[Collected data]
______

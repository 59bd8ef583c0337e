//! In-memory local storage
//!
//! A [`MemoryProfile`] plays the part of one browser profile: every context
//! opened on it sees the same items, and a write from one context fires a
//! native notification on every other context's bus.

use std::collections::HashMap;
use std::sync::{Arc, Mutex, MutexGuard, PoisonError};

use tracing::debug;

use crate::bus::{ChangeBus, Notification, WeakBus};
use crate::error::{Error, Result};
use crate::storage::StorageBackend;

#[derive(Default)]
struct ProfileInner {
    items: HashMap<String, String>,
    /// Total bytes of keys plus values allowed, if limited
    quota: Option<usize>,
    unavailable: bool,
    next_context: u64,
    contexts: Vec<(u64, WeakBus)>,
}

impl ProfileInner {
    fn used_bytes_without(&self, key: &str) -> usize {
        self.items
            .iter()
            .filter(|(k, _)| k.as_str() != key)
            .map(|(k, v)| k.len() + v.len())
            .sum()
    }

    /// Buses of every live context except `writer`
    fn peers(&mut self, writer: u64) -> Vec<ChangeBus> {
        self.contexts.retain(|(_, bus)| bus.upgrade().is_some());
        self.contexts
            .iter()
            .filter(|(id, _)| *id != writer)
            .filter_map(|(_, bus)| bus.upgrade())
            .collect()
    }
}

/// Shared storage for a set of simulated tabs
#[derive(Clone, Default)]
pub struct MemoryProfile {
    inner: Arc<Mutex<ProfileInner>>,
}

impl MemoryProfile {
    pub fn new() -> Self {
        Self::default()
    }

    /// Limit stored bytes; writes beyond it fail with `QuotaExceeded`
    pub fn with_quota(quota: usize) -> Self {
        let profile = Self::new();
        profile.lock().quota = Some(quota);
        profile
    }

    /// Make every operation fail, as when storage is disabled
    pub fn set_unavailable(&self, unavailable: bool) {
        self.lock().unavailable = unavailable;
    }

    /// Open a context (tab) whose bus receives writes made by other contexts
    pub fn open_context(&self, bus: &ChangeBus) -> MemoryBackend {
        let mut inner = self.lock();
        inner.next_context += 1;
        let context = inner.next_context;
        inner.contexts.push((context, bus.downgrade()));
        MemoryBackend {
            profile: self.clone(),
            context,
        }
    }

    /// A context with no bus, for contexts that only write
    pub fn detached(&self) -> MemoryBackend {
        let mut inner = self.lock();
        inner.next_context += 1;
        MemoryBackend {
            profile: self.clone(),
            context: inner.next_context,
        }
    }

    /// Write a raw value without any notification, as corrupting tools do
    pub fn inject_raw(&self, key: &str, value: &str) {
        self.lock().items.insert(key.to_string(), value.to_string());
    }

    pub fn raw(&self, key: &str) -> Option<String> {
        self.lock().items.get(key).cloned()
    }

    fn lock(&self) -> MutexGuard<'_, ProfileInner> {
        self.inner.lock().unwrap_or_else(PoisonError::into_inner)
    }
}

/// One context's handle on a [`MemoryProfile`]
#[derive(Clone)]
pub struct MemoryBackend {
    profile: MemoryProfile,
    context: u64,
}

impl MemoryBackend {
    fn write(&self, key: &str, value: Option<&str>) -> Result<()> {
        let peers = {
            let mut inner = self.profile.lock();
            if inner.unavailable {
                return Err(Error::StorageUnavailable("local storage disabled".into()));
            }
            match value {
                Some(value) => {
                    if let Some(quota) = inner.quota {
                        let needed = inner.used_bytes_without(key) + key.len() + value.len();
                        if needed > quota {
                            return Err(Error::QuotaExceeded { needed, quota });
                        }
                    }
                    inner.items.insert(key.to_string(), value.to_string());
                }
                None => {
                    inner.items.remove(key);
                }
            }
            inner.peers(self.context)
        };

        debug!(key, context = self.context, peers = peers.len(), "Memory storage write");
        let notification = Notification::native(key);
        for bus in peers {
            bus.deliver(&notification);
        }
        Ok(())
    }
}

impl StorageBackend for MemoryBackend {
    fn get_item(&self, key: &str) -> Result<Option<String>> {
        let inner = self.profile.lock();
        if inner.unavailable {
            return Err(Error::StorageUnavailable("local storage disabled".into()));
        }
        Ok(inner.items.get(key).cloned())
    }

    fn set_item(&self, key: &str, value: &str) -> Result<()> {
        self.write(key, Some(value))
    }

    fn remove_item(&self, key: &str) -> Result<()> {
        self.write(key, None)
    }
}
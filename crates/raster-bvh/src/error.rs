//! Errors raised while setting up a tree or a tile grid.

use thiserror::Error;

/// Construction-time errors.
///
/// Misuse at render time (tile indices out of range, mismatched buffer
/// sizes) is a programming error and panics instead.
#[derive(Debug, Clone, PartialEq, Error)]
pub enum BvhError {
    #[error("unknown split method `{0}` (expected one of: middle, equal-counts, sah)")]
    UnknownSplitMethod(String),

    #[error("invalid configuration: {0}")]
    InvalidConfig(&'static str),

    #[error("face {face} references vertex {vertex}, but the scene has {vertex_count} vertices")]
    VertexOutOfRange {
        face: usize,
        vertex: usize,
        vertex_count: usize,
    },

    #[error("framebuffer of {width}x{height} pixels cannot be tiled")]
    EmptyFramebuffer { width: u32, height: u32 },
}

______

Number of lines above that include "writer": state it and nothing else.

3